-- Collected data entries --
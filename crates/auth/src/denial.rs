//! Denial taxonomy.

use serde::{Deserialize, Serialize};
use thiserror::Error;

use crate::RequirementKind;

/// Why a caller was refused.
#[derive(Debug, Clone, Copy, PartialEq, Eq, Hash, Serialize, Deserialize)]
#[serde(rename_all = "snake_case")]
pub enum DenialReason {
    /// No identity, or only a remembered one where a fresh login is required.
    Unauthenticated,
    /// Identified, but missing a permission or role.
    Unauthorized,
    /// Identified, while the resource is reserved for guests.
    GuestViolation,
}

/// The two navigation-relevant outcomes every denial resolves to.
#[derive(Debug, Clone, Copy, PartialEq, Eq, Hash, Serialize, Deserialize)]
#[serde(rename_all = "snake_case")]
pub enum Classification {
    NeedsAuthentication,
    NeedsElevatedAccess,
}

impl DenialReason {
    pub fn classification(self) -> Classification {
        match self {
            DenialReason::Unauthenticated => Classification::NeedsAuthentication,
            DenialReason::Unauthorized | DenialReason::GuestViolation => {
                Classification::NeedsElevatedAccess
            }
        }
    }
}

/// A failed authorization check.
///
/// Produced by the evaluator for declared requirements, and by backend code
/// that performs its own checks (`origin` is then `None`). It is an `Error`
/// so backend failures can travel through `?` and `anyhow` until the
/// navigation mapper picks them up.
#[derive(Debug, Clone, PartialEq, Eq, Error, Serialize, Deserialize)]
#[error("{message}")]
pub struct DenialCause {
    reason: DenialReason,
    origin: Option<RequirementKind>,
    message: String,
}

impl DenialCause {
    pub fn new(reason: DenialReason, message: impl Into<String>) -> Self {
        Self {
            reason,
            origin: None,
            message: message.into(),
        }
    }

    pub fn unauthenticated(message: impl Into<String>) -> Self {
        Self::new(DenialReason::Unauthenticated, message)
    }

    pub fn unauthorized(message: impl Into<String>) -> Self {
        Self::new(DenialReason::Unauthorized, message)
    }

    pub fn guest_violation(message: impl Into<String>) -> Self {
        Self::new(DenialReason::GuestViolation, message)
    }

    /// Record which kind of declared requirement produced this denial.
    pub fn with_origin(mut self, origin: RequirementKind) -> Self {
        self.origin = Some(origin);
        self
    }

    pub fn reason(&self) -> DenialReason {
        self.reason
    }

    pub fn origin(&self) -> Option<RequirementKind> {
        self.origin
    }

    pub fn message(&self) -> &str {
        &self.message
    }

    pub fn classification(&self) -> Classification {
        self.reason.classification()
    }

    pub fn needs_authentication(&self) -> bool {
        self.classification() == Classification::NeedsAuthentication
    }
}

#[cfg(test)]
mod tests {
    use super::*;
    use proptest::prelude::*;

    fn any_reason() -> impl Strategy<Value = DenialReason> {
        prop_oneof![
            Just(DenialReason::Unauthenticated),
            Just(DenialReason::Unauthorized),
            Just(DenialReason::GuestViolation),
        ]
    }

    #[test]
    fn guest_violation_is_not_an_authentication_problem() {
        let cause = DenialCause::guest_violation("already logged in")
            .with_origin(RequirementKind::Guest);
        assert_eq!(cause.classification(), Classification::NeedsElevatedAccess);
        assert!(!cause.needs_authentication());
        assert_eq!(cause.origin(), Some(RequirementKind::Guest));
    }

    #[test]
    fn displays_message() {
        let cause = DenialCause::unauthorized("Subject does not have role [admin]");
        assert_eq!(cause.to_string(), "Subject does not have role [admin]");
    }

    proptest! {
        #[test]
        fn classification_is_exclusive(reason in any_reason(), msg in ".*") {
            let cause = DenialCause::new(reason, msg);
            let needs_auth = cause.classification() == Classification::NeedsAuthentication;
            let needs_elevated = cause.classification() == Classification::NeedsElevatedAccess;
            prop_assert!(needs_auth ^ needs_elevated);
            prop_assert_eq!(needs_auth, reason == DenialReason::Unauthenticated);
        }
    }
}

-- WORK ORDER --
Every entry above should be given again exactly as shown.

-- COMPLETED TASK --
filename crates/auth/src/denial.rs
//! Denial taxonomy.

use serde::{Deserialize, Serialize};
use thiserror::Error;

use crate::RequirementKind;

/// Why a caller was refused.
#[derive(Debug, Clone, Copy, PartialEq, Eq, Hash, Serialize, Deserialize)]
#[serde(rename_all = "snake_case")]
pub enum DenialReason {
    /// No identity, or only a remembered one where a fresh login is required.
    Unauthenticated,
    /// Identified, but missing a permission or role.
    Unauthorized,
    /// Identified, while the resource is reserved for guests.
    GuestViolation,
}

/// The two navigation-relevant outcomes every denial resolves to.
#[derive(Debug, Clone, Copy, PartialEq, Eq, Hash, Serialize, Deserialize)]
#[serde(rename_all = "snake_case")]
pub enum Classification {
    NeedsAuthentication,
    NeedsElevatedAccess,
}

impl DenialReason {
    pub fn classification(self) -> Classification {
        match self {
            DenialReason::Unauthenticated => Classification::NeedsAuthentication,
            DenialReason::Unauthorized | DenialReason::GuestViolation => {
                Classification::NeedsElevatedAccess
            }
        }
    }
}

/// A failed authorization check.
///
/// Produced by the evaluator for declared requirements, and by backend code
/// that performs its own checks (`origin` is then `None`). It is an `Error`
/// so backend failures can travel through `?` and `anyhow` until the
/// navigation mapper picks them up.
#[derive(Debug, Clone, PartialEq, Eq, Error, Serialize, Deserialize)]
#[error("{message}")]
pub struct DenialCause {
    reason: DenialReason,
    origin: Option<RequirementKind>,
    message: String,
}

impl DenialCause {
    pub fn new(reason: DenialReason, message: impl Into<String>) -> Self {
        Self {
            reason,
            origin: None,
            message: message.into(),
        }
    }

    pub fn unauthenticated(message: impl Into<String>) -> Self {
        Self::new(DenialReason::Unauthenticated, message)
    }

    pub fn unauthorized(message: impl Into<String>) -> Self {
        Self::new(DenialReason::Unauthorized, message)
    }

    pub fn guest_violation(message: impl Into<String>) -> Self {
        Self::new(DenialReason::GuestViolation, message)
    }

    /// Record which kind of declared requirement produced this denial.
    pub fn with_origin(mut self, origin: RequirementKind) -> Self {
        self.origin = Some(origin);
        self
    }

    pub fn reason(&self) -> DenialReason {
        self.reason
    }

    pub fn origin(&self) -> Option<RequirementKind> {
        self.origin
    }

    pub fn message(&self) -> &str {
        &self.message
    }

    pub fn classification(&self) -> Classification {
        self.reason.classification()
    }

    pub fn needs_authentication(&self) -> bool {
        self.classification() == Classification::NeedsAuthentication
    }
}

#[cfg(test)]
mod tests {
    use super::*;
    use proptest::prelude::*;

    fn any_reason() -> impl Strategy<Value = DenialReason> {
        prop_oneof![
            Just(DenialReason::Unauthenticated),
            Just(DenialReason::Unauthorized),
            Just(DenialReason::GuestViolation),
        ]
    }

    #[test]
    fn guest_violation_is_not_an_authentication_problem() {
        let cause = DenialCause::guest_violation("already logged in")
            .with_origin(RequirementKind::Guest);
        assert_eq!(cause.classification(), Classification::NeedsElevatedAccess);
        assert!(!cause.needs_authentication());
        assert_eq!(cause.origin(), Some(RequirementKind::Guest));
    }

    #[test]
    fn displays_message() {
        let cause = DenialCause::unauthorized("Subject does not have role [admin]");
        assert_eq!(cause.to_string(), "Subject does not have role [admin]");
    }

    proptest! {
        #[test]
        fn classification_is_exclusive(reason in any_reason(), msg in ".*") {
            let cause = DenialCause::new(reason, msg);
            let needs_auth = cause.classification() == Classification::NeedsAuthentication;
            let needs_elevated = cause.classification() == Classification::NeedsElevatedAccess;
            prop_assert!(needs_auth ^ needs_elevated);
            prop_assert_eq!(needs_auth, reason == DenialReason::Unauthenticated);
        }
    }
}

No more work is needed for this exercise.